The claim of tax relief on loan interest used to purchase a farm is in itself a complex and interesting subject. Some taxpayers and their advisers can overlook the right to claim genuine loan interest paid on the purchase. For example, where a loan is used to purchase part of the farmhouse it can be possible to not claim maximum income tax relief as the significance of the business use of the farmhouse is not appreciated by the adviser. The claim for loan interest can be made without jeopardising a future claim for principal private residence relief which some advisers are wary of.
At the other end of the scale is the excessive claiming of loan interest by advisers which does happen as such a claim makes the ability to show a future profit impossible. The correct restriction for private use should be considered on an interest paid loan and other areas of farm expenditure which will then show the correct reflection of allowable tax loss balanced with the correct ability to make a profit.
Whatever happens, the adjustment for private use must be consistent, based on fact and evidenced. This whole area of accountancy adjustment must be thought through at an early stage.

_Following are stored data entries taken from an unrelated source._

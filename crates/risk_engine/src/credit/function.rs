//! The CDS calculation function.
//!
//! [`CdsFunction`] implements the calculation-function contract for CDS
//! trades: it derives market-data requirements from the trade's legs and
//! reference-entity classification, fans execution out across scenario
//! indices and delegates the actual valuation to a [`CdsPricer`]
//! strategy. Currency conversion, when enabled, is applied to each
//! per-scenario result as it is collected.

use risk_core::market_data::curves::{CreditCurve, NodalCurve};
use risk_core::types::Currency;

use super::reference::ReferenceInformation;
use super::trade::{CdsTrade, ExpandedCds};
use crate::error::EngineError;
use crate::function::{
    execute_per_scenario, CalculationFunction, CalculationResult, ParallelConfig,
    ScenarioResults,
};
use crate::market_data::key::MarketDataKey;
use crate::market_data::scenario::{ScenarioMarketData, SingleScenarioMarketData};
use crate::requirements::CalculationRequirements;

/// The per-product valuation strategy supplied to a [`CdsFunction`].
///
/// Implementations are the pricing model itself; the function only fixes
/// the signature: the expanded product, the resolved yield and credit
/// curves and the single-scenario market data go in, one typed result
/// comes out.
pub trait CdsPricer {
    /// The per-scenario result type this pricer produces.
    type Output: CalculationResult + Send;

    /// Values one expanded CDS against resolved curve data.
    fn price(
        &self,
        product: &ExpandedCds,
        yield_curve: &NodalCurve<f64>,
        credit_curve: &CreditCurve<f64>,
        market: &SingleScenarioMarketData<'_>,
    ) -> Result<Self::Output, EngineError>;
}

/// Calculates one result per scenario for a CDS trade.
///
/// # Examples
///
/// ```no_run
/// use risk_engine::credit::{CdsFunction, CdsTrade};
/// use risk_engine::credit::measures::PresentValuePricer;
/// use risk_engine::function::CalculationFunction;
/// # fn demo(trade: &CdsTrade, market: &risk_engine::market_data::ScenarioMarketData) {
/// let function = CdsFunction::new(PresentValuePricer);
/// let requirements = function.requirements(trade).unwrap();
/// let results = function.execute(trade, market).unwrap();
/// assert_eq!(results.scenario_count(), market.scenario_count());
/// # }
/// ```
#[derive(Debug, Clone)]
pub struct CdsFunction<P> {
    /// The valuation strategy
    pricer: P,
    /// Whether to convert results into the reporting currency
    convert_currencies: bool,
    /// Scenario fan-out configuration
    parallel: ParallelConfig,
}

impl<P> CdsFunction<P> {
    /// Creates a function whose results support automatic currency
    /// conversion when the underlying result type does.
    pub fn new(pricer: P) -> Self {
        Self {
            pricer,
            convert_currencies: true,
            parallel: ParallelConfig::default(),
        }
    }

    /// Sets whether results are converted into the reporting currency.
    #[must_use]
    pub fn with_currency_conversion(mut self, convert_currencies: bool) -> Self {
        self.convert_currencies = convert_currencies;
        self
    }

    /// Sets the scenario fan-out configuration.
    #[must_use]
    pub fn with_parallel_config(mut self, parallel: ParallelConfig) -> Self {
        self.parallel = parallel;
        self
    }
}

impl<P: CdsPricer + Sync> CdsFunction<P> {
    // Per-scenario execution: resolve the two curves, expand, price.
    fn execute_single(
        &self,
        trade: &CdsTrade,
        view: &SingleScenarioMarketData<'_>,
    ) -> Result<P::Output, EngineError> {
        let notional_currency = trade.product().fee_leg().notional().currency();
        let yield_curve = view.yield_curve(notional_currency)?;
        let credit_curve = view.credit_curve(trade.product().reference())?;
        let expanded = trade.product().expand(view.valuation_date())?;
        self.pricer
            .price(&expanded, &yield_curve, &credit_curve, view)
    }
}

impl<P: CdsPricer + Sync> CalculationFunction for CdsFunction<P> {
    type Target = CdsTrade;
    type Result = P::Output;

    /// Derives requirements from trade content alone.
    ///
    /// One yield-curve key per distinct currency referenced by the
    /// notional and upfront-fee legs, plus the credit-curve key implied
    /// by the reference type; output currencies are exactly the leg
    /// currencies.
    fn requirements(&self, trade: &CdsTrade) -> Result<CalculationRequirements, EngineError> {
        let notional_currency = trade.product().fee_leg().notional().currency();
        let fee_currency = trade.product().fee_leg().upfront_fee().currency();

        let credit_key = match trade.product().reference() {
            ReferenceInformation::SingleName(r) => {
                MarketDataKey::single_name_credit_curve(r.clone())
            }
            ReferenceInformation::Index(r) => MarketDataKey::index_credit_curve(r.clone()),
        };

        Ok(CalculationRequirements::empty()
            .with_single_values([
                MarketDataKey::yield_curve(notional_currency),
                MarketDataKey::yield_curve(fee_currency),
            ])
            .with_single_value(credit_key)
            .with_output_currencies([notional_currency, fee_currency]))
    }

    fn execute(
        &self,
        trade: &CdsTrade,
        market: &ScenarioMarketData,
    ) -> Result<ScenarioResults<P::Output>, EngineError> {
        let reporting = self.default_reporting_currency(trade);
        execute_per_scenario(market, self.parallel, |view| {
            let result = self.execute_single(trade, view)?;
            match (self.convert_currencies, reporting) {
                (true, Some(currency)) => result.into_reporting_currency(currency, view),
                _ => Ok(result),
            }
        })
    }

    /// The currency implied by the trade's notional leg.
    fn default_reporting_currency(&self, trade: &CdsTrade) -> Option<Currency> {
        Some(trade.product().fee_leg().notional().currency())
    }
}

#[cfg(test)]
mod tests {
    use super::*;
    use crate::credit::measures::PresentValuePricer;
    use crate::credit::reference::{IndexReference, Seniority, SingleNameReference};
    use crate::credit::trade::{Cds, FeeLeg, TradeId};
    use risk_core::types::{CurrencyAmount, Date};

    fn trade(notional_ccy: Currency, fee_ccy: Currency) -> CdsTrade {
        CdsTrade::new(
            TradeId::new("T-001"),
            Cds::new(
                FeeLeg::new(
                    CurrencyAmount::new(10_000_000.0, notional_ccy),
                    CurrencyAmount::new(50_000.0, fee_ccy),
                ),
                0.01,
                Date::from_ymd(2019, 12, 20).unwrap(),
                0.4,
                ReferenceInformation::SingleName(SingleNameReference::new(
                    "ACME Corp",
                    Seniority::Senior,
                    Currency::USD,
                )),
            )
            .unwrap(),
        )
    }

    #[test]
    fn test_requirements_single_currency_legs() {
        let function = CdsFunction::new(PresentValuePricer);
        let requirements = function.requirements(&trade(Currency::USD, Currency::USD)).unwrap();

        // One yield curve (legs share a currency) plus one credit curve
        assert_eq!(requirements.single_value_requirements().len(), 2);
        assert_eq!(requirements.output_currencies().len(), 1);
        assert!(requirements
            .single_value_requirements()
            .contains(&MarketDataKey::yield_curve(Currency::USD)));
    }

    #[test]
    fn test_requirements_mixed_currency_legs() {
        let function = CdsFunction::new(PresentValuePricer);
        let requirements = function.requirements(&trade(Currency::USD, Currency::EUR)).unwrap();

        // Two yield curves plus one credit curve
        assert_eq!(requirements.single_value_requirements().len(), 3);
        assert_eq!(requirements.output_currencies().len(), 2);
        assert!(requirements
            .single_value_requirements()
            .contains(&MarketDataKey::yield_curve(Currency::EUR)));
    }

    #[test]
    fn test_requirements_index_reference() {
        let function = CdsFunction::new(PresentValuePricer);
        let index_trade = CdsTrade::new(
            TradeId::new("T-002"),
            Cds::new(
                FeeLeg::new(
                    CurrencyAmount::new(5_000_000.0, Currency::USD),
                    CurrencyAmount::zero(Currency::USD),
                ),
                0.005,
                Date::from_ymd(2019, 12, 20).unwrap(),
                0.3,
                ReferenceInformation::Index(IndexReference::new("CDX.NA.IG", 23, 1)),
            )
            .unwrap(),
        );

        let requirements = function.requirements(&index_trade).unwrap();
        let reference = IndexReference::new("CDX.NA.IG", 23, 1);
        assert!(requirements
            .single_value_requirements()
            .contains(&MarketDataKey::index_credit_curve(reference)));
    }

    #[test]
    fn test_default_reporting_currency_is_notional_currency() {
        let function = CdsFunction::new(PresentValuePricer);
        assert_eq!(
            function.default_reporting_currency(&trade(Currency::EUR, Currency::USD)),
            Some(Currency::EUR)
        );
    }
}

Another trap that the farmer can fall into is the letting out of the farm for a few years and still claiming the trading loss. The impact of this was shown by the French case as in the case the five year rule is extended (French v HMRC  UK FTT 940). Obviously during the periods of letting the farm losses cannot be shown as trading losses but property losses. The property losses will not count towards the “trading loss” clock for the hobby farming rules.
The key points when looking at any loss claims moving forward are that the tax adviser and client must be prepared for close scrutiny at every level by HMRC. There will be the need to be able to prove commerciality, demonstrate expectation of profit, provide an original business plan being checked to subsequent results, and evidence hours spent as appropriate. No tax loss claim can be made by a taxpayer without being able to argue justifiability.